**Given entries**
»»

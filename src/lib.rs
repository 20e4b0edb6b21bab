// Copyright (c) 2025 Kirky.X
//
// Licensed under the MIT License
// See LICENSE file in the project root for full license information.

/// 应用程序模块
///
/// 包含查询用例与数据传输对象
pub mod application;

/// 配置模块
///
/// 处理应用程序的配置设置和环境变量
pub mod config;

/// 领域模块
///
/// 包含索引模型、查询与校验服务以及仓库接口
pub mod domain;

/// 基础设施模块
///
/// 提供索引文件读取、载荷解析、查询缓存与指标导出
pub mod infrastructure;

/// 表示层模块
///
/// 处理HTTP请求和响应，包括路由和处理器
pub mod presentation;

/// 工具模块
///
/// 提供日志初始化等辅助功能
pub mod utils;
// Copyright (c) 2025 Kirky.X
//
// Licensed under the MIT License
// See LICENSE file in the project root for full license information.

/// HTTP 集成测试
///
/// 通过 `axum-test` 驱动完整路由，索引文件放在临时目录中
pub mod api_tests;
pub mod health_check;
pub mod helpers;
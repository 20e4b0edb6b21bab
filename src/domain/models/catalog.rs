// Copyright (c) 2025 Kirky.X
//
// Licensed under the MIT License
// See LICENSE file in the project root for full license information.

use serde::{Deserialize, Serialize};
use std::collections::BTreeMap;

use super::search_index::DocId;

/// 文档目录中的一项
#[derive(Debug, Clone, PartialEq, Eq, Serialize, Deserialize)]
pub struct DocumentInfo {
    pub id: DocId,
    pub docname: String,
    pub filename: String,
    pub title: String,
    pub url: String,
}

/// 对象描述
#[derive(Debug, Clone, PartialEq, Eq, Serialize, Deserialize)]
pub struct ObjectInfo {
    pub fullname: String,
    pub prefix: String,
    pub name: String,
    /// 类型标记，例如 `py:class`
    pub objtype: Option<String>,
    /// 类型展示名，例如 `Python class`
    pub label: Option<String>,
    pub priority: i64,
    pub docname: String,
    pub title: String,
    pub anchor: String,
    pub url: String,
}

/// 索引统计
#[derive(Debug, Clone, PartialEq, Eq, Serialize, Deserialize)]
pub struct IndexStats {
    pub documents: usize,
    pub terms: usize,
    pub title_terms: usize,
    pub objects: usize,
    pub objects_by_type: BTreeMap<String, usize>,
    pub all_titles: usize,
    pub index_entries: usize,
}
// Copyright (c) 2025 Kirky.X
//
// Licensed under the MIT License
// See LICENSE file in the project root for full license information.

mod repository_test;
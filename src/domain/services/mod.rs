// Copyright (c) 2025 Kirky.X
//
// Licensed under the MIT License
// See LICENSE file in the project root for full license information.

/// 领域服务模块
///
/// 该模块包含查询与校验的核心逻辑，全部是对只读索引的纯计算：
/// - 词干提取（stemmer）：Porter 算法，查询词与索引词条按同一规则归一
/// - 查询解析（query_parser）：切分、停用词、排除词与高亮词
/// - 打分（scorer）：对象、标题、正文各类匹配的权重
/// - 链接（link_builder）：文档与锚点到 URL 的映射
/// - 搜索服务（search_service）：对象、全文、标题与索引条目检索及排序
/// - 完整性校验（integrity_service）：文档与对象引用的一致性检查
/// - 目录服务（catalog_service）：文档、对象与统计查询
pub mod catalog_service;
pub mod integrity_service;
pub mod link_builder;
pub mod query_parser;
pub mod scorer;
pub mod search_service;
pub mod stemmer;
// Copyright (c) 2025 Kirky.X
//
// Licensed under the MIT License
// See LICENSE file in the project root for full license information.

use config::builder::DefaultState;
use config::{Config, ConfigBuilder, ConfigError, Environment, File, FileFormat};
use serde::Deserialize;
use validator::Validate;

/// 应用程序配置设置
///
/// 包含服务器、索引、查询、指标与日志等所有配置项
#[derive(Debug, Clone, Deserialize, Validate)]
pub struct Settings {
    /// 服务器配置
    pub server: ServerSettings,
    /// 索引配置
    pub index: IndexSettings,
    /// 查询配置
    #[validate(nested)]
    pub search: SearchSettings,
    /// 指标配置
    pub metrics: MetricsSettings,
    /// 日志配置
    pub logging: LoggingSettings,
}

/// 服务器配置设置
#[derive(Debug, Clone, Deserialize)]
pub struct ServerSettings {
    /// 服务器监听主机地址
    pub host: String,
    /// 服务器监听端口
    pub port: u16,
}

/// 索引配置设置
#[derive(Debug, Clone, Deserialize)]
pub struct IndexSettings {
    /// `searchindex.js` 路径
    pub path: String,
    /// 生成链接时的前缀
    pub url_root: String,
    /// 生成链接时的后缀，`dirhtml` 构建使用 `/`
    pub link_suffix: String,
    /// 为 true 时拒绝带有完整性错误的索引
    pub strict: bool,
}

/// 查询配置设置
#[derive(Debug, Clone, Deserialize, Validate)]
pub struct SearchSettings {
    /// 未指定 `limit` 时返回的结果数
    #[validate(range(min = 1))]
    pub default_limit: usize,
    /// `limit` 的上限
    #[validate(range(min = 1))]
    pub max_limit: usize,
    /// 查询缓存容量，0 表示关闭
    pub cache_capacity: usize,
}

/// 指标配置设置
#[derive(Debug, Clone, Deserialize)]
pub struct MetricsSettings {
    pub enabled: bool,
    pub listen_addr: String,
}

#[derive(Debug, Clone, Copy, PartialEq, Eq, Deserialize)]
#[serde(rename_all = "lowercase")]
pub enum LogFormat {
    Text,
    Json,
}

/// 日志配置设置
#[derive(Debug, Clone, Deserialize)]
pub struct LoggingSettings {
    pub format: LogFormat,
}

/// 未设置 `APP_ENVIRONMENT` 时使用的环境名
pub const DEFAULT_ENVIRONMENT: &str = "development";

/// 按叠加顺序列出要读取的配置文件（不含扩展名）
fn config_files(env: &str) -> Vec<String> {
    let mut files = vec!["config/default".to_string()];
    if env != "default" {
        files.push(format!("config/{}", env));
    }
    files
}

impl Settings {
    /// 创建新的配置实例
    ///
    /// 依次叠加内置默认值、`config/default`、`config/{APP_ENVIRONMENT}` 与
    /// `DOCSEARCH__` 前缀的环境变量
    ///
    /// # Returns
    ///
    /// * `Ok(Settings)` - 成功加载的配置
    /// * `Err(ConfigError)` - 配置加载或校验失败
    pub fn new() -> Result<Self, ConfigError> {
        let env =
            std::env::var("APP_ENVIRONMENT").unwrap_or_else(|_| DEFAULT_ENVIRONMENT.to_string());
        let builder = config_files(&env)
            .into_iter()
            .fold(Self::defaults()?, |builder, name| {
                builder.add_source(File::with_name(&name).required(false))
            })
            .add_source(Environment::with_prefix("DOCSEARCH").separator("__"));

        Self::finish(builder)
    }

    /// 在默认值之上叠加一段 TOML
    pub fn from_toml(toml: &str) -> Result<Self, ConfigError> {
        let builder = Self::defaults()?.add_source(File::from_str(toml, FileFormat::Toml));
        Self::finish(builder)
    }

    fn defaults() -> Result<ConfigBuilder<DefaultState>, ConfigError> {
        Config::builder()
            .set_default("server.host", "0.0.0.0")?
            .set_default("server.port", 3000)?
            .set_default("index.path", "docs/_build/html/searchindex.js")?
            .set_default("index.url_root", "")?
            .set_default("index.link_suffix", ".html")?
            .set_default("index.strict", true)?
            .set_default("search.default_limit", 50)?
            .set_default("search.max_limit", 500)?
            .set_default("search.cache_capacity", 256)?
            .set_default("metrics.enabled", false)?
            .set_default("metrics.listen_addr", "0.0.0.0:9000")?
            .set_default("logging.format", "text")
    }

    fn finish(builder: ConfigBuilder<DefaultState>) -> Result<Self, ConfigError> {
        let settings: Settings = builder.build()?.try_deserialize()?;
        settings.check()?;
        Ok(settings)
    }

    fn check(&self) -> Result<(), ConfigError> {
        self.validate()
            .map_err(|e| ConfigError::Message(format!("invalid settings: {}", e)))?;
        if self.search.default_limit > self.search.max_limit {
            return Err(ConfigError::Message(format!(
                "search.default_limit ({}) exceeds search.max_limit ({})",
                self.search.default_limit, self.search.max_limit
            )));
        }
        Ok(())
    }

    pub fn server_addr(&self) -> String {
        format!("{}:{}", self.server.host, self.server.port)
    }
}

««

**Task to carry out**
Please copy each line of the records above that holds the word "strict".

**Solution for this problem**
    pub strict: bool,
            .set_default("index.strict", true)?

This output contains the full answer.